EXTRACTED RECORDS:
impl RemoteRegistry {
    /// Create a registry with no member clusters yet
    pub fn new(params: MeshParams, addresses: Arc<AddressStore>) -> Self {
        Self {
            params,
            cache: MeshCache::new(),
            addresses,
            clusters: DashMap::new(),
            started_at: Instant::now(),
            read_only: AtomicBool::new(false),
        }
    }

    /// Configuration surface
    pub fn params(&self) -> &MeshParams {
        &self.params
    }

    /// Add (or replace) a member cluster
    pub fn register_cluster(&self, controller: Arc<RemoteController>) {
        info!(cluster = %controller.cluster_id, "registering member cluster");
        self.clusters
            .insert(controller.cluster_id.clone(), controller);
        set_clusters_registered(self.clusters.len() as i64);
    }

    /// Remove a member cluster
    pub fn deregister_cluster(&self, cluster_id: &str) {
        info!(cluster = %cluster_id, "deregistering member cluster");
        self.clusters.remove(cluster_id);
        set_clusters_registered(self.clusters.len() as i64);
    }

    /// Controller for a cluster, if registered
    pub fn get_cluster(&self, cluster_id: &str) -> Option<Arc<RemoteController>> {
        self.clusters.get(cluster_id).map(|e| e.value().clone())
    }

    /// Identifiers of all registered clusters, sorted for determinism
    pub fn cluster_ids(&self) -> Vec<String> {
        let mut ids: Vec<String> = self.clusters.iter().map(|e| e.key().clone()).collect();
        ids.sort();
        ids
    }

    /// Flip read-only mode (no writes while set)
    pub fn set_read_only(&self, read_only: bool) {
        self.read_only.store(read_only, Ordering::SeqCst);
    }

    /// Whether writes are suppressed
    pub fn is_read_only(&self) -> bool {
        self.read_only.load(Ordering::SeqCst)
    }

    /// Whether we are still inside the cache warmup window
    pub fn is_warming_up(&self) -> bool {
        self.started_at.elapsed() < self.params.cache_warmup_duration
    }
}
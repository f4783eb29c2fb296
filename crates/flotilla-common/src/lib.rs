//! Common types for Flotilla: CRDs, Istio resources, errors, and utilities

#![deny(missing_docs)]

pub mod config;
pub mod crd;
pub mod error;
pub mod istio;
pub mod metrics;
pub mod naming;
pub mod retry;
pub mod telemetry;

pub use config::{LabelSet, MeshParams};
pub use error::Error;

/// Result type alias using our custom Error type
pub type Result<T> = std::result::Result<T, Error>;

/// Port number written on every generated ServiceEntry port
pub const DEFAULT_SERVICE_ENTRY_PORT: u32 = 80;

/// mTLS port of the mesh ingress gateway (remote endpoints point here)
pub const DEFAULT_MTLS_PORT: u32 = 15443;

/// Separator used in hostnames and VIP addresses
pub const SEP: char = '.';

/// Suffix rewriting a `<service>.<namespace>` pair into a cluster-local FQDN
pub const LOCAL_DOMAIN_SUFFIX: &str = ".svc.cluster.local";

/// Host prefix for the BlueGreen preview variant of a global FQDN
pub const PREVIEW_PREFIX: &str = "preview";

/// Namespace holding the mesh ingress gateway Service
pub const ISTIO_SYSTEM_NS: &str = "istio-system";

/// Fallback environment when a workload carries no env label or annotation
pub const DEFAULT_ENV: &str = "default";

/// Default protocol for generated ServiceEntry ports
pub const HTTP_PROTOCOL: &str = "http";

/// Annotation that excludes a workload or namespace from reconciliation
pub const IGNORE_ANNOTATION: &str = "flotilla.io/ignore";

/// Label on kubeconfig Secrets that registers a member cluster
pub const CLUSTER_SECRET_LABEL: &str = "flotilla.io/sync";

/// Node label the cluster locality region is read from
pub const NODE_REGION_LABEL: &str = "topology.kubernetes.io/region";

/// The `dnsPrefix` value that refers to the default (un-prefixed) host
pub const DEFAULT_DNS_PREFIX: &str = "default";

TASK GOAL:
All of the entries above should be written out again exactly.

ANSWER FOR THIS EXERCISE:
impl RemoteRegistry {
    /// Create a registry with no member clusters yet
    pub fn new(params: MeshParams, addresses: Arc<AddressStore>) -> Self {
        Self {
            params,
            cache: MeshCache::new(),
            addresses,
            clusters: DashMap::new(),
            started_at: Instant::now(),
            read_only: AtomicBool::new(false),
        }
    }

    /// Configuration surface
    pub fn params(&self) -> &MeshParams {
        &self.params
    }

    /// Add (or replace) a member cluster
    pub fn register_cluster(&self, controller: Arc<RemoteController>) {
        info!(cluster = %controller.cluster_id, "registering member cluster");
        self.clusters
            .insert(controller.cluster_id.clone(), controller);
        set_clusters_registered(self.clusters.len() as i64);
    }

    /// Remove a member cluster
    pub fn deregister_cluster(&self, cluster_id: &str) {
        info!(cluster = %cluster_id, "deregistering member cluster");
        self.clusters.remove(cluster_id);
        set_clusters_registered(self.clusters.len() as i64);
    }

    /// Controller for a cluster, if registered
    pub fn get_cluster(&self, cluster_id: &str) -> Option<Arc<RemoteController>> {
        self.clusters.get(cluster_id).map(|e| e.value().clone())
    }

    /// Identifiers of all registered clusters, sorted for determinism
    pub fn cluster_ids(&self) -> Vec<String> {
        let mut ids: Vec<String> = self.clusters.iter().map(|e| e.key().clone()).collect();
        ids.sort();
        ids
    }

    /// Flip read-only mode (no writes while set)
    pub fn set_read_only(&self, read_only: bool) {
        self.read_only.store(read_only, Ordering::SeqCst);
    }

    /// Whether writes are suppressed
    pub fn is_read_only(&self) -> bool {
        self.read_only.load(Ordering::SeqCst)
    }

    /// Whether we are still inside the cache warmup window
    pub fn is_warming_up(&self) -> bool {
        self.started_at.elapsed() < self.params.cache_warmup_duration
    }
}
repository f4783eb29c2fb296
filename crates/flotilla-common/src/lib.rs
//! Common types for Flotilla: CRDs, Istio resources, errors, and utilities

#![deny(missing_docs)]

pub mod config;
pub mod crd;
pub mod error;
pub mod istio;
pub mod metrics;
pub mod naming;
pub mod retry;
pub mod telemetry;

pub use config::{LabelSet, MeshParams};
pub use error::Error;

/// Result type alias using our custom Error type
pub type Result<T> = std::result::Result<T, Error>;

/// Port number written on every generated ServiceEntry port
pub const DEFAULT_SERVICE_ENTRY_PORT: u32 = 80;

/// mTLS port of the mesh ingress gateway (remote endpoints point here)
pub const DEFAULT_MTLS_PORT: u32 = 15443;

/// Separator used in hostnames and VIP addresses
pub const SEP: char = '.';

/// Suffix rewriting a `<service>.<namespace>` pair into a cluster-local FQDN
pub const LOCAL_DOMAIN_SUFFIX: &str = ".svc.cluster.local";

/// Host prefix for the BlueGreen preview variant of a global FQDN
pub const PREVIEW_PREFIX: &str = "preview";

/// Namespace holding the mesh ingress gateway Service
pub const ISTIO_SYSTEM_NS: &str = "istio-system";

/// Fallback environment when a workload carries no env label or annotation
pub const DEFAULT_ENV: &str = "default";

/// Default protocol for generated ServiceEntry ports
pub const HTTP_PROTOCOL: &str = "http";

/// Annotation that excludes a workload or namespace from reconciliation
pub const IGNORE_ANNOTATION: &str = "flotilla.io/ignore";

/// Label on kubeconfig Secrets that registers a member cluster
pub const CLUSTER_SECRET_LABEL: &str = "flotilla.io/sync";

/// Node label the cluster locality region is read from
pub const NODE_REGION_LABEL: &str = "topology.kubernetes.io/region";

/// The `dnsPrefix` value that refers to the default (un-prefixed) host
pub const DEFAULT_DNS_PREFIX: &str = "default";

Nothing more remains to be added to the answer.